Route information
- Maintained by Johannesburg Roads Agency and Gauteng Department of Roads and Transport
- Length: 7.5 km (4.7 mi)

Major junctions
- South end: M32 in Spartan
- M90 near Edleen M89 in Birchleigh R25 in Norkem Park
- North end: M88 in Norkem Park

Location
- Country: South Africa

Highway system
- Numbered routes of South Africa;
| ← M83 |  | → M85 |

= M84 (Johannesburg) =

Metropolitan route in the Greater Johannesburg, South Africa

The M84 is a short metropolitan route in Greater Johannesburg, South Africa. The entire route is within the city of Kempton Park.

== Route ==
The M84 begins at a junction with the M32 road (Plane Road) at the north-eastern corner of the Spartan suburb of Kempton Park. It begins by going northwards as Kelvin Street, through Esther Park Extension 9 (where Festival Mall is located; west of Kempton Park CBD), to reach a junction with the M90 road (CR Swart Drive).

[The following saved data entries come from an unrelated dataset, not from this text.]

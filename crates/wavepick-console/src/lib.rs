//! Colorful console output for search progress.
//!
//! Provides a custom `tracing` layer that formats search events with colors,
//! and the [`report`] module that renders the final wave.
//!
//! Everything here writes to stderr so stdout stays free for the solution.
//!
//! ## Log Levels
//!
//! - **INFO**: Instance loading, search start/end and every improvement of
//!   the best wave
//! - **DEBUG**: One line per subproblem

pub mod report;

use num_format::{Locale, ToFormattedString};
use owo_colors::OwoColorize;
use std::io::{self, Write};
use std::sync::atomic::{AtomicU64, Ordering};
use std::sync::OnceLock;
use std::time::Instant;
use tracing::field::{Field, Visit};
use tracing::{Event, Subscriber};
use tracing_subscriber::layer::Context;
use tracing_subscriber::layer::SubscriberExt;
use tracing_subscriber::util::SubscriberInitExt;
use tracing_subscriber::{EnvFilter, Layer};

pub use report::{format_summary, print_summary, save_solution, write_solution};

static INIT: OnceLock<()> = OnceLock::new();
static EPOCH: OnceLock<Instant> = OnceLock::new();
static SEARCH_START_NANOS: AtomicU64 = AtomicU64::new(0);

const VERSION: &str = env!("CARGO_PKG_VERSION");

/// Filter used when `RUST_LOG` is unset or unparsable.
const DEFAULT_FILTER: &str = "wavepick_solver=info,wavepick=info";

/// Initializes the console output.
///
/// Safe to call multiple times - only the first call has effect.
/// Prints the banner and sets up tracing.
pub fn init() {
    INIT.get_or_init(|| {
        print_banner();

        let filter = EnvFilter::try_from_default_env()
            .unwrap_or_else(|_| EnvFilter::new(DEFAULT_FILTER));

        let _ = tracing_subscriber::registry()
            .with(filter)
            .with(WaveConsoleLayer)
            .try_init();
    });
}

fn mark_search_start() {
    let epoch = EPOCH.get_or_init(Instant::now);
    let nanos = epoch.elapsed().as_nanos() as u64;
    SEARCH_START_NANOS.store(nanos, Ordering::Relaxed);
}

fn elapsed_secs() -> f64 {
    let Some(epoch) = EPOCH.get() else {
        return 0.0;
    };
    let start_nanos = SEARCH_START_NANOS.load(Ordering::Relaxed);
    let now_nanos = epoch.elapsed().as_nanos() as u64;
    now_nanos.saturating_sub(start_nanos) as f64 / 1_000_000_000.0
}

fn print_banner() {
    let banner = r#"
                                    _      _
 __      ____ ___   _____ _ __ (_) ___| | __
 \ \ /\ / / _` \ \ / / _ \ '_ \| |/ __| |/ /
  \ V  V / (_| |\ V /  __/ |_) | | (__|   <
   \_/\_/ \__,_| \_/ \___| .__/|_|\___|_|\_\
                         |_|
"#;

    let version_line = format!("        v{} - Order Wave Selection\n", VERSION);

    let mut stderr = io::stderr().lock();
    let _ = writeln!(stderr, "{}", banner.bright_cyan());
    let _ = writeln!(stderr, "{}", version_line.bright_white().bold());
    let _ = stderr.flush();
}

/// A tracing layer that formats search events with colors.
pub struct WaveConsoleLayer;

impl<S: Subscriber> Layer<S> for WaveConsoleLayer {
    fn on_event(&self, event: &Event<'_>, _ctx: Context<'_, S>) {
        let target = event.metadata().target();

        if !target.starts_with("wavepick_solver")
            && target != "wavepick"
            && !target.starts_with("wavepick::")
        {
            return;
        }

        let mut visitor = EventVisitor::default();
        event.record(&mut visitor);

        let output = format_event(&visitor);
        if !output.is_empty() {
            let _ = writeln!(io::stderr(), "{}", output);
        }
    }
}

#[derive(Default)]
struct EventVisitor {
    event: Option<String>,
    strategy: Option<String>,
    backend: Option<String>,
    parameter: Option<String>,
    path: Option<String>,
    order_count: Option<u64>,
    item_count: Option<u64>,
    aisle_count: Option<u64>,
    lower_bound: Option<u64>,
    upper_bound: Option<u64>,
    epsilon: Option<f64>,
    index: Option<u64>,
    feasible: Option<bool>,
    objective: Option<f64>,
    duration_ms: Option<u64>,
    ratio: Option<f64>,
    units: Option<u64>,
    aisles: Option<u64>,
    orders: Option<u64>,
    subproblems: Option<u64>,
    infeasible: Option<u64>,
    terminated_early: Option<bool>,
}

impl Visit for EventVisitor {
    fn record_debug(&mut self, field: &Field, value: &dyn std::fmt::Debug) {
        let s = format!("{:?}", value).trim_matches('"').to_string();
        match field.name() {
            "event" => self.event = Some(s),
            "strategy" => self.strategy = Some(s),
            "backend" => self.backend = Some(s),
            "parameter" => self.parameter = Some(s),
            "path" => self.path = Some(s),
            _ => {}
        }
    }

    fn record_u64(&mut self, field: &Field, value: u64) {
        match field.name() {
            "order_count" => self.order_count = Some(value),
            "item_count" => self.item_count = Some(value),
            "aisle_count" => self.aisle_count = Some(value),
            "lower_bound" => self.lower_bound = Some(value),
            "upper_bound" => self.upper_bound = Some(value),
            "index" => self.index = Some(value),
            "duration_ms" => self.duration_ms = Some(value),
            "units" => self.units = Some(value),
            "aisles" => self.aisles = Some(value),
            "orders" => self.orders = Some(value),
            "subproblems" => self.subproblems = Some(value),
            "infeasible" => self.infeasible = Some(value),
            _ => {}
        }
    }

    fn record_i64(&mut self, field: &Field, value: i64) {
        self.record_u64(field, value as u64);
    }

    fn record_f64(&mut self, field: &Field, value: f64) {
        match field.name() {
            "epsilon" => self.epsilon = Some(value),
            "objective" => self.objective = Some(value),
            "ratio" => self.ratio = Some(value),
            _ => {}
        }
    }

    fn record_bool(&mut self, field: &Field, value: bool) {
        match field.name() {
            "feasible" => self.feasible = Some(value),
            "terminated_early" => self.terminated_early = Some(value),
            _ => {}
        }
    }

    fn record_str(&mut self, field: &Field, value: &str) {
        match field.name() {
            "event" => self.event = Some(value.to_string()),
            "strategy" => self.strategy = Some(value.to_string()),
            "backend" => self.backend = Some(value.to_string()),
            "parameter" => self.parameter = Some(value.to_string()),
            "path" => self.path = Some(value.to_string()),
            _ => {}
        }
    }
}

fn format_event(v: &EventVisitor) -> String {
    match v.event.as_deref().unwrap_or("") {
        "instance_loaded" => format_instance_loaded(v),
        "search_start" => format_search_start(v),
        "subproblem" => format_subproblem(v),
        "best_improved" => format_best_improved(v),
        "search_end" => format_search_end(v),
        _ => String::new(),
    }
}

fn format_elapsed() -> String {
    format!("{:>7.3}s", elapsed_secs())
        .bright_black()
        .to_string()
}

fn format_instance_loaded(v: &EventVisitor) -> String {
    format!(
        "{} {} Loaded {} │ {} orders │ {} items │ {} aisles",
        format_elapsed(),
        "●".bright_blue(),
        v.path.as_deref().unwrap_or("instance").white(),
        grouped(v.order_count.unwrap_or(0)),
        grouped(v.item_count.unwrap_or(0)),
        grouped(v.aisle_count.unwrap_or(0))
    )
}

fn format_search_start(v: &EventVisitor) -> String {
    mark_search_start();
    let orders = v.order_count.unwrap_or(0);
    let aisles = v.aisle_count.unwrap_or(0);

    let mut output = format!(
        "{} {} Searching │ {} orders │ {} aisles │ wave [{}, {}] │ {}",
        format_elapsed(),
        "▶".bright_green().bold(),
        grouped(orders).bright_yellow(),
        grouped(aisles).bright_yellow(),
        grouped(v.lower_bound.unwrap_or(0)),
        grouped(v.upper_bound.unwrap_or(0)),
        v.strategy.as_deref().unwrap_or("unknown").bright_magenta()
    );

    if let Some(backend) = &v.backend {
        output.push_str(&format!(" │ {}", backend.white()));
    }
    if let Some(epsilon) = v.epsilon {
        output.push_str(&format!(" │ ε {}", epsilon));
    }

    output
}

fn format_subproblem(v: &EventVisitor) -> String {
    let feasible = v.feasible.unwrap_or(false);
    let icon = if feasible {
        "✓".bright_green().to_string()
    } else {
        "✗".bright_red().to_string()
    };
    let objective = match v.objective {
        Some(o) if feasible && o.is_finite() => format!("{:.4}", o),
        _ => "infeasible".to_string(),
    };

    format!(
        "{} {} Subproblem {:>5} │ {:<14} │ {:>12} │ {}",
        format_elapsed(),
        icon,
        grouped(v.index.unwrap_or(0)).bright_black(),
        v.parameter.as_deref().unwrap_or("?"),
        objective.white(),
        format_duration_ms(v.duration_ms.unwrap_or(0)).yellow()
    )
}

fn format_best_improved(v: &EventVisitor) -> String {
    format!(
        "    {} ratio {} │ {} units │ {} aisles │ {} orders │ {}",
        "->".bright_blue(),
        format_ratio(v.ratio.unwrap_or(0.0)),
        grouped(v.units.unwrap_or(0)).white(),
        grouped(v.aisles.unwrap_or(0)).white(),
        grouped(v.orders.unwrap_or(0)).white(),
        v.parameter.as_deref().unwrap_or("").bright_black()
    )
}

fn format_search_end(v: &EventVisitor) -> String {
    let ratio = v.ratio.unwrap_or(f64::NEG_INFINITY);
    let status = if ratio.is_finite() {
        "WAVE FOUND".bright_green().bold().to_string()
    } else {
        "NO FEASIBLE WAVE".bright_red().bold().to_string()
    };

    let mut output = format!(
        "{} {} Search complete │ {} │ {} subproblems ({} infeasible) │ {}",
        format_elapsed(),
        "■".bright_cyan().bold(),
        format_duration_ms(v.duration_ms.unwrap_or(0)).yellow(),
        grouped(v.subproblems.unwrap_or(0)).white(),
        grouped(v.infeasible.unwrap_or(0)),
        status
    );
    if v.terminated_early.unwrap_or(false) {
        output.push_str(&format!(" │ {}", "terminated early".yellow()));
    }
    output
}

/// Formats a count with thousands separators.
pub(crate) fn grouped(n: impl ToFormattedString) -> String {
    n.to_formatted_string(&Locale::en)
}

fn format_ratio(ratio: f64) -> String {
    if ratio.is_finite() {
        format!("{:.4}", ratio).bright_green().bold().to_string()
    } else {
        "n/a".bright_red().to_string()
    }
}

fn format_duration_ms(ms: u64) -> String {
    if ms < 1000 {
        format!("{}ms", ms)
    } else if ms < 60_000 {
        format!("{:.2}s", ms as f64 / 1000.0)
    } else {
        let mins = ms / 60_000;
        let secs = (ms % 60_000) / 1000;
        format!("{}m {}s", mins, secs)
    }
}

#[cfg(test)]
mod tests {
    use super::*;

    #[test]
    fn test_format_duration_ms() {
        assert_eq!(format_duration_ms(250), "250ms");
        assert_eq!(format_duration_ms(1500), "1.50s");
        assert_eq!(format_duration_ms(125_000), "2m 5s");
    }

    #[test]
    fn test_unknown_event_is_silent() {
        let v = EventVisitor {
            event: Some("heartbeat".to_string()),
            ..EventVisitor::default()
        };
        assert!(format_event(&v).is_empty());
    }

    #[test]
    fn test_instance_loaded_line() {
        let v = EventVisitor {
            event: Some("instance_loaded".to_string()),
            path: Some("instance_0001.txt".to_string()),
            order_count: Some(1_200),
            item_count: Some(40),
            aisle_count: Some(7),
            ..EventVisitor::default()
        };
        let line = format_event(&v);
        assert!(line.contains("instance_0001.txt"));
        assert!(line.contains("1,200"));
    }

    #[test]
    fn test_search_end_without_wave() {
        let v = EventVisitor {
            event: Some("search_end".to_string()),
            ratio: Some(f64::NEG_INFINITY),
            subproblems: Some(3),
            infeasible: Some(3),
            terminated_early: Some(true),
            ..EventVisitor::default()
        };
        let line = format_event(&v);
        assert!(line.contains("NO FEASIBLE WAVE"));
        assert!(line.contains("terminated early"));
    }

    #[test]
    fn test_init_is_idempotent() {
        init();
        init();
    }
}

It continues northwards as Kelvin Street, through the eastern part of the Edleen suburb, becoming Panorama Avenue, to cross into the eastern part of the Van Riebeeck Park suburb and bypass the Van Riebeeck Park Railway Station, where it becomes Soutpansberg Drive. It heads north, entering the Birchleigh suburb, meeting the M89 road (Elgin Road) and becoming Mooirvier Drive, to cross the R25 road (Modderfontein Road) and enter the suburb of Norkem Park. It continues north, through the western part of Norkem Park, to end at a junction with the M88 road (Pongolarivier Drive) east of the Birch Acres suburb.